**What is required:** Search the entries for the word "Path" and pull out each line that has it.

*-*-*

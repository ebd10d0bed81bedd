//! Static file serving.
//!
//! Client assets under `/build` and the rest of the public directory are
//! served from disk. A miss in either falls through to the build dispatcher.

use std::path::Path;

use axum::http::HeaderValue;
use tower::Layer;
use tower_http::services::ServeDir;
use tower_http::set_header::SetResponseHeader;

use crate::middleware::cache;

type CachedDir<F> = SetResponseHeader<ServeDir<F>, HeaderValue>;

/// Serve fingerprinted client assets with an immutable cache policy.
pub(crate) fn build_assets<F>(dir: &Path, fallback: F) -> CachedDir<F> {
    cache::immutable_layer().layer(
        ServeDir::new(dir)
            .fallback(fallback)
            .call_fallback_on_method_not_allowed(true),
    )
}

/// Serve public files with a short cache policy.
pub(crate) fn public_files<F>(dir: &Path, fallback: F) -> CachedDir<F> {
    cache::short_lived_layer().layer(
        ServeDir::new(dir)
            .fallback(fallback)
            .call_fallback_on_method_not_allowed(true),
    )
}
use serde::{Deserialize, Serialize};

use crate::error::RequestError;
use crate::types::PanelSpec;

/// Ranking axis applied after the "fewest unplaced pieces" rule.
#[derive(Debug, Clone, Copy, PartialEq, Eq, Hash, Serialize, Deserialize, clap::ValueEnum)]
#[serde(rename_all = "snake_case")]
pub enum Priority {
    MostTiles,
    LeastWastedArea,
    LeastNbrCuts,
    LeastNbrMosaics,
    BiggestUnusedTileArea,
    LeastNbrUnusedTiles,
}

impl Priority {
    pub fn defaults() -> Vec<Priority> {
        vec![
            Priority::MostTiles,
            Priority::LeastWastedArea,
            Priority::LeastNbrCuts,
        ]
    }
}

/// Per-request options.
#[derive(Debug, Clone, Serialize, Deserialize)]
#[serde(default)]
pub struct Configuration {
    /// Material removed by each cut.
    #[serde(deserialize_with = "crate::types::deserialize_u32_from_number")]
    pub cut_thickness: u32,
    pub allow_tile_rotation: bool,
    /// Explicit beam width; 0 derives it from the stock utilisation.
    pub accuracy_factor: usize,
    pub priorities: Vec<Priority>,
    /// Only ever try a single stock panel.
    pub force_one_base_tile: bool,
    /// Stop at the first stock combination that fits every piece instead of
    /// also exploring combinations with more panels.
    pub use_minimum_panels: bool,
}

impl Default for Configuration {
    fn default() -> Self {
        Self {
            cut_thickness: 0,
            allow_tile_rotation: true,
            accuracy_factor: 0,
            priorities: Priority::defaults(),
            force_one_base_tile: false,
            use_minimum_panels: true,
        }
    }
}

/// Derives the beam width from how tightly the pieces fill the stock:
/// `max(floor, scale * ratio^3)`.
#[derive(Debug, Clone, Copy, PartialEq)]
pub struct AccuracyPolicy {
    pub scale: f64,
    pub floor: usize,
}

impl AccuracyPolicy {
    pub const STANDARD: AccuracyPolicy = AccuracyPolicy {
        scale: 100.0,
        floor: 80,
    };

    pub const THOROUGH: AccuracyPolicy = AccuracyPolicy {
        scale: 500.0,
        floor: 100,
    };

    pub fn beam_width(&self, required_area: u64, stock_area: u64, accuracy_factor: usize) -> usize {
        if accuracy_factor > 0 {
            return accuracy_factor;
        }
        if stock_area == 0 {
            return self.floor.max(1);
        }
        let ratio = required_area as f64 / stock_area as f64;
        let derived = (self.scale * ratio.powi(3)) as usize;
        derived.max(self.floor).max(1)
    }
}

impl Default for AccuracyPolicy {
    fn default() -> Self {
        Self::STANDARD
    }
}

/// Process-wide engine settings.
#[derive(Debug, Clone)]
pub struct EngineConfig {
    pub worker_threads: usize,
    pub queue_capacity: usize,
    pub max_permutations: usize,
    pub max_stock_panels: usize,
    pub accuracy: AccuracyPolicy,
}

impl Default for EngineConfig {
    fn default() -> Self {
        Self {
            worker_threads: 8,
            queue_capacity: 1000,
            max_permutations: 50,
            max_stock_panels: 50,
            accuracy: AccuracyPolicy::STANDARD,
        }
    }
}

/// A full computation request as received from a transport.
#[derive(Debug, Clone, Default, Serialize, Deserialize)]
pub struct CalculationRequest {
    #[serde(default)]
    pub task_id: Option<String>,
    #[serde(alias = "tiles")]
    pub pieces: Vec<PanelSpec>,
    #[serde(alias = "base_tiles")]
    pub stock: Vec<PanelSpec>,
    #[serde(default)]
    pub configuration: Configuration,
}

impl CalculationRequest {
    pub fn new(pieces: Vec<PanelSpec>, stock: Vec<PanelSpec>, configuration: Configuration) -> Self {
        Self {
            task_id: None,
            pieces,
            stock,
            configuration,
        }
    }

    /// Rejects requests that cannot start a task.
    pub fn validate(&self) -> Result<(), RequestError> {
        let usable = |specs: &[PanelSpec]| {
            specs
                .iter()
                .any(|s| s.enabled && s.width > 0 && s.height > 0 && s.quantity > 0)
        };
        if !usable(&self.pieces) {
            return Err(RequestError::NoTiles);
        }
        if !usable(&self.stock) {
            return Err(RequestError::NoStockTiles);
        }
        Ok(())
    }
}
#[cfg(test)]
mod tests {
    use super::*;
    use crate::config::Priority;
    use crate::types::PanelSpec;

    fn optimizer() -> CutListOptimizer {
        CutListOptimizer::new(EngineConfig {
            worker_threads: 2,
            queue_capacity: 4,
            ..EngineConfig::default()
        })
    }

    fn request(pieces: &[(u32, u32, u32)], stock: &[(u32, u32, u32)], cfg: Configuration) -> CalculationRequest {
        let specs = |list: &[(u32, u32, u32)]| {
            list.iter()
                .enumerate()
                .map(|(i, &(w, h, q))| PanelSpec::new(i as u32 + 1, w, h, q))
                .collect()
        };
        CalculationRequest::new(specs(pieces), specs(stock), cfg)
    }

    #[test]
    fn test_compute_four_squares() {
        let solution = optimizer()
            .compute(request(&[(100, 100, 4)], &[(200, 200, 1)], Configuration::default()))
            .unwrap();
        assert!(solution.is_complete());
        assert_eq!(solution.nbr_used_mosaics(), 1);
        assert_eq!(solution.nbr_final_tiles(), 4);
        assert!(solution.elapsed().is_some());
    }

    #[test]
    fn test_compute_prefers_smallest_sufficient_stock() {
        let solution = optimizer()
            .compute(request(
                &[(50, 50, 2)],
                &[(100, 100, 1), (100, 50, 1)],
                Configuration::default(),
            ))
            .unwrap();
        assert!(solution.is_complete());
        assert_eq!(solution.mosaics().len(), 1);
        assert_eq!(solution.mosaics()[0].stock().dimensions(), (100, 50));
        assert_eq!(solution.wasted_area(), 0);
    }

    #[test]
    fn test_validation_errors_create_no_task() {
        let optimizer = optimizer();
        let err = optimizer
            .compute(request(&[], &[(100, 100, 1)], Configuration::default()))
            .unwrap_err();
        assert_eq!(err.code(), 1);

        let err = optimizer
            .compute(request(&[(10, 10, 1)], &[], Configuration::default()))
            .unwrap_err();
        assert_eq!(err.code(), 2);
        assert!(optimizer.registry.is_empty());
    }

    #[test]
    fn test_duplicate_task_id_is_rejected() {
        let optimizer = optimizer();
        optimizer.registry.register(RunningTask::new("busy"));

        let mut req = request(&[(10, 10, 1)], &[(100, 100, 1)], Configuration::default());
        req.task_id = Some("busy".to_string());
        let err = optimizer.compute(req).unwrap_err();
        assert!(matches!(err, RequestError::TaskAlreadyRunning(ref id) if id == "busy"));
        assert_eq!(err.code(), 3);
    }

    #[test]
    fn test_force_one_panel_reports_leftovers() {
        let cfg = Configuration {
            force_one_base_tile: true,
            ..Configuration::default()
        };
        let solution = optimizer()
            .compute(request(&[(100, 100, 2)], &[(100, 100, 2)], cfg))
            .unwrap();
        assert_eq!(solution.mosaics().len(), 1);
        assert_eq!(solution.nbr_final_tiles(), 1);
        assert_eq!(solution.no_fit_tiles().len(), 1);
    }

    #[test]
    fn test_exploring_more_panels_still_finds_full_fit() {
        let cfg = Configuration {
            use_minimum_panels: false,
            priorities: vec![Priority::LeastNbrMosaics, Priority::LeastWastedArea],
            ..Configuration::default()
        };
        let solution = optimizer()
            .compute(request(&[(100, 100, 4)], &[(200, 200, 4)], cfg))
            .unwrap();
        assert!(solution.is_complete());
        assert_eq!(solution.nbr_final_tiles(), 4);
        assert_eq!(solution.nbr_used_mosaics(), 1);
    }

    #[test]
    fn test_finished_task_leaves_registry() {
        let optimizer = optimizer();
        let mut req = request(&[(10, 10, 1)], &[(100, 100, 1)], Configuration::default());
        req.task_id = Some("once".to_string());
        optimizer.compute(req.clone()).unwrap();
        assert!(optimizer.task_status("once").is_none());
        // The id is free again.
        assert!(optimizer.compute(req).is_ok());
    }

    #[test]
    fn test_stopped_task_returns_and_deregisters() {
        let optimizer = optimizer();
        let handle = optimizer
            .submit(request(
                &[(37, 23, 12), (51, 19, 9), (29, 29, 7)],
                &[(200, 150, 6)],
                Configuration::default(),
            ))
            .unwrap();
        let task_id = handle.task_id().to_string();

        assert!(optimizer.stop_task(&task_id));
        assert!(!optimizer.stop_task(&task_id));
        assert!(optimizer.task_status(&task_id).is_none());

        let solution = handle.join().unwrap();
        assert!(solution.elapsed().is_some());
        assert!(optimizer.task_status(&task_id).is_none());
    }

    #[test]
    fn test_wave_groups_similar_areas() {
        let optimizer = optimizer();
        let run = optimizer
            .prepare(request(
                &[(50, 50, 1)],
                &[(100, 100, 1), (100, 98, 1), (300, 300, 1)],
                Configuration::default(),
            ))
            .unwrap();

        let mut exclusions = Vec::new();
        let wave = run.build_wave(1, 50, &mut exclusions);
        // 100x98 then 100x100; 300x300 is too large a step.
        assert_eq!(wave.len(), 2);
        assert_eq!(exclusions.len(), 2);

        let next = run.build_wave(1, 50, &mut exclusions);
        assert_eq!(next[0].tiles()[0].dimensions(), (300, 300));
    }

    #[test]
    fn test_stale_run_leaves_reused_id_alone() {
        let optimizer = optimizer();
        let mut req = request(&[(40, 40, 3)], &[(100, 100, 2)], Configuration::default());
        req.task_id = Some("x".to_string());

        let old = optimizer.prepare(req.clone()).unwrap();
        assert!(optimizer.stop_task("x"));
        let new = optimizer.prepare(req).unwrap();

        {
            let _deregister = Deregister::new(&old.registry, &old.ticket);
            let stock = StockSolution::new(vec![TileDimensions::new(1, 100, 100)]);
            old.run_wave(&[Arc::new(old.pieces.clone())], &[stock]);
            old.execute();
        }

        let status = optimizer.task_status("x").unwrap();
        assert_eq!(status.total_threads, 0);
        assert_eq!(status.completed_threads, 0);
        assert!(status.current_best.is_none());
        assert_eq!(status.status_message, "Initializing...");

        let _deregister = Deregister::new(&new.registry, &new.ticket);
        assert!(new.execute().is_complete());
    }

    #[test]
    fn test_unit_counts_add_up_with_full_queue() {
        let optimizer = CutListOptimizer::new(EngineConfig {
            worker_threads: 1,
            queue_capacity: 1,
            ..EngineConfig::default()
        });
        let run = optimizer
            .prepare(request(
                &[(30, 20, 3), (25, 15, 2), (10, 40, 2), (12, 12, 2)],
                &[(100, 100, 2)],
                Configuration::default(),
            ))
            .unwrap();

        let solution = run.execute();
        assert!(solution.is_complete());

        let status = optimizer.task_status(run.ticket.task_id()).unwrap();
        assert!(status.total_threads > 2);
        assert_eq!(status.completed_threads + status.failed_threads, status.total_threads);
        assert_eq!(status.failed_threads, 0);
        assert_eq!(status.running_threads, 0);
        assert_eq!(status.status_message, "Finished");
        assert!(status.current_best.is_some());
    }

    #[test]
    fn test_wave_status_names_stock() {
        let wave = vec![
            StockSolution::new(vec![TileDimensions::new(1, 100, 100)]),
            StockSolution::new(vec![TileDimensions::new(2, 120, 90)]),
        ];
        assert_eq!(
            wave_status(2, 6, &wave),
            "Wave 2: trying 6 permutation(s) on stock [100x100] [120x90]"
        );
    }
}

*-*-*

**Solution to this exercise:**
use std::path::Path;
pub(crate) fn build_assets<F>(dir: &Path, fallback: F) -> CachedDir<F> {
pub(crate) fn public_files<F>(dir: &Path, fallback: F) -> CachedDir<F> {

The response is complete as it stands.